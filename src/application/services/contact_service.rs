use crate::application::interfaces::contact::ContactService;
use crate::error::UnsentResult;
use crate::model::http::HttpClient;
use crate::model::requests::{ContactCreate, ContactListQuery, ContactUpdate, ContactUpsert};
use crate::model::responses::{
    ContactCreateResponse, ContactDeleteResponse, ContactUpdateResponse, ContactUpsertResponse,
};
use crate::presentation::contact::Contact;
use async_trait::async_trait;
use std::sync::Arc;
use tracing::{debug, info};

/// Path of the contact collection of a book
pub fn contacts_path(book_id: &str) -> String {
    format!("/contactBooks/{book_id}/contacts")
}

/// Path of one contact in a book
pub fn contact_path(book_id: &str, contact_id: &str) -> String {
    format!("/contactBooks/{book_id}/contacts/{contact_id}")
}

/// Client for the `/contactBooks/{book_id}/contacts` endpoints
#[derive(Debug, Clone)]
pub struct Contacts {
    http_client: Arc<HttpClient>,
}

impl Contacts {
    /// Creates a contact client on top of a shared transport
    pub fn new(http_client: Arc<HttpClient>) -> Self {
        Self { http_client }
    }
}

#[async_trait]
impl ContactService for Contacts {
    async fn list(&self, book_id: &str, query: &ContactListQuery) -> UnsentResult<Vec<Contact>> {
        info!("Listing contacts of book: {}", book_id);
        let contacts: Vec<Contact> = self
            .http_client
            .get_with_query(&contacts_path(book_id), query)
            .await?;
        debug!("{} contacts obtained", contacts.len());
        Ok(contacts)
    }

    async fn create(
        &self,
        book_id: &str,
        payload: &ContactCreate,
    ) -> UnsentResult<ContactCreateResponse> {
        info!("Creating contact in book: {}", book_id);
        self.http_client.post(&contacts_path(book_id), payload).await
    }

    async fn get(&self, book_id: &str, contact_id: &str) -> UnsentResult<Contact> {
        info!("Getting contact {} of book {}", contact_id, book_id);
        self.http_client.get(&contact_path(book_id, contact_id)).await
    }

    async fn update(
        &self,
        book_id: &str,
        contact_id: &str,
        payload: &ContactUpdate,
    ) -> UnsentResult<ContactUpdateResponse> {
        info!("Updating contact {} of book {}", contact_id, book_id);
        self.http_client
            .patch(&contact_path(book_id, contact_id), payload)
            .await
    }

    async fn upsert(
        &self,
        book_id: &str,
        contact_id: &str,
        payload: &ContactUpsert,
    ) -> UnsentResult<ContactUpsertResponse> {
        info!("Upserting contact {} of book {}", contact_id, book_id);
        self.http_client
            .put(&contact_path(book_id, contact_id), payload)
            .await
    }

    async fn delete(
        &self,
        book_id: &str,
        contact_id: &str,
    ) -> UnsentResult<ContactDeleteResponse> {
        info!("Deleting contact {} of book {}", contact_id, book_id);
        self.http_client
            .delete(&contact_path(book_id, contact_id))
            .await
    }
}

*****

- WORK REQUEST: The expected result is every line from the material above that includes "impl".

- ANSWER SECTION:
impl Contacts {
impl ContactService for Contacts {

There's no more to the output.